2 Replies Latest reply on Dec 17, 2008 11:39 PM by brockp

    xCOPY() poor performance vs pgcc

      xCOPY() demonstrates poor performance compared to code generated by PGI's pgcc 7.2

      I was curious about the performance of memcpy() vs xCOPY() from ACML.

      My test case, stream.c from: http://www.cs.virginia.edu/stream/ and wrote a version that uses ACML or memcopy(),  I am using the PGI 7.2 compiler and their shipped acml (4.1.0 from acmlversion()  The hardware platform is an opt2218,

      copy results:

      pgcc stream.c -fastsse  (C code only)

      5737.7932 MB/s

      pgcc stream.c -fastsse -lacml -DTUNED (dcopy())

      5727.4169 MB/s

      pgcc stream.c -fastsse -lacml -DTUNED -DMEMCPY  (use memcpy())

      3056.8649 MB/s


      So the compiler makes as good of code as ACML thats great!  but the kicker is when you enable threading. The compiler does a better job of effitivly using both the memory controlers and increasing memory copy performance from C code and ACML does not appear to do anything,


      pgcc stream.c -fastsse -mp  (C code with OpenMP)

      10934.6766 MB/s 2 threads

      11822.7677 MB/s 4 threads


      pgcc stream.c -fastsse -mp -lacml_mp -DTUNED (dcopy() with OpenMP)

      4525.8578 MB/s 2 threads

      5177.1047 MB/s 4 threads


      I should point out the C code is just:


      #pragma omp parallel for
              for (j=0; j<N; j++)
                  c[j] = a[j];

      Is there a reason why ACML does not support threaded dcopy() to use multiple memory controlers?  I relize that at small array sizes threading overhead is a problem but the OpenMP functions allows userspace code to modify the number of threads like:


      if (N < 1000)






        • xCOPY() poor performance vs pgcc
          Do you have an example of an application where multithreaded L1 and L2 BLAS functions will provide a significant performance benefit?

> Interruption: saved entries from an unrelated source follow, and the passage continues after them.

use serde::{Deserialize, Serialize};

// =============================================================================
// Messages
// =============================================================================

#[derive(Debug, Clone, Copy, PartialEq, Eq, Serialize, Deserialize)]
#[serde(rename_all = "lowercase")]
pub(crate) enum Role {
    User,
}

#[derive(Debug, Clone, Serialize, Deserialize)]
pub(crate) struct WireMessage {
    pub role: Role,
    pub content: String,
}

impl WireMessage {
    pub fn user(content: impl Into<String>) -> Self {
        Self {
            role: Role::User,
            content: content.into(),
        }
    }
}

#[derive(Debug, Clone, Deserialize)]
#[serde(tag = "type")]
pub(crate) enum ContentBlock {
    #[serde(rename = "text")]
    Text { text: String },
    #[serde(other)]
    Other,
}

// =============================================================================
// Chat Request
// =============================================================================

#[derive(Debug, Clone, Serialize)]
pub(crate) struct ChatRequest {
    pub model: String,
    pub max_tokens: u32,
    pub messages: Vec<WireMessage>,
    #[serde(skip_serializing_if = "Option::is_none")]
    pub system: Option<String>,
    #[serde(skip_serializing_if = "Option::is_none")]
    pub temperature: Option<f32>,
}

impl ChatRequest {
    pub fn new(model: impl Into<String>) -> Self {
        Self {
            model: model.into(),
            max_tokens: 4096,
            messages: Vec::new(),
            system: None,
            temperature: None,
        }
    }

    pub fn system(mut self, system: impl Into<String>) -> Self {
        self.system = Some(system.into());
        self
    }

    pub fn message(mut self, message: WireMessage) -> Self {
        self.messages.push(message);
        self
    }

    pub fn max_tokens(mut self, max_tokens: u32) -> Self {
        self.max_tokens = max_tokens;
        self
    }

    pub fn temperature(mut self, temperature: f32) -> Self {
        self.temperature = Some(temperature);
        self
    }
}

// =============================================================================
// Chat Response
// =============================================================================

#[derive(Debug, Clone, Deserialize)]
pub(crate) struct ChatResponse {
    #[serde(default)]
    pub content: Vec<ContentBlock>,
    #[allow(dead_code)]
    pub stop_reason: Option<String>,
}

impl ChatResponse {
    pub fn text(&self) -> Option<String> {
        self.content.iter().find_map(|block| match block {
            ContentBlock::Text { text } => Some(text.clone()),
            ContentBlock::Other => None,
        })
    }
}

#[cfg(test)]
mod tests {
    use super::*;

    #[test]
    fn first_text_block_is_the_reply() {
        let body = r#"{
            "content": [
                {"type": "tool_use", "id": "t1", "name": "x", "input": {}},
                {"type": "text", "text": "{\"is_valid\": true}"}
            ],
            "stop_reason": "end_turn"
        }"#;
        let response: ChatResponse = serde_json::from_str(body).unwrap();
        assert_eq!(response.text().as_deref(), Some("{\"is_valid\": true}"));
    }

    #[test]
    fn request_omits_unset_fields() {
        let request = ChatRequest::new("claude-haiku-4-5-20251001").message(WireMessage::user("hi"));
        let value = serde_json::to_value(&request).unwrap();
        assert!(value.get("system").is_none());
        assert!(value.get("temperature").is_none());
        assert_eq!(value["messages"][0]["role"], "user");
    }
}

          One question is where the threading should occur in an application. For the L1 and L2 functions, are threading choices better left to the application?

          If we can demonstrate the benefit, this is something that could be added to the list of future enhancements.
            • xCOPY() poor performance vs pgcc

              I do not have any off the top of my head. My only example was the benchmark stream quoted above.

              Actually I was surpised,  I expect this effect to come from the location of data in memory on the numa system. Maybe this should be more of a case of memory location matters.

              For large data it would be kind of nice to do threaded L1 (mostly xCOPY and xSCALE) Thus I would not thread with values that are small.  Problem is, how does ACML know that data is spread across controlers and which threads should work on what data so that the performance of the multiple memory controlers could be exployted.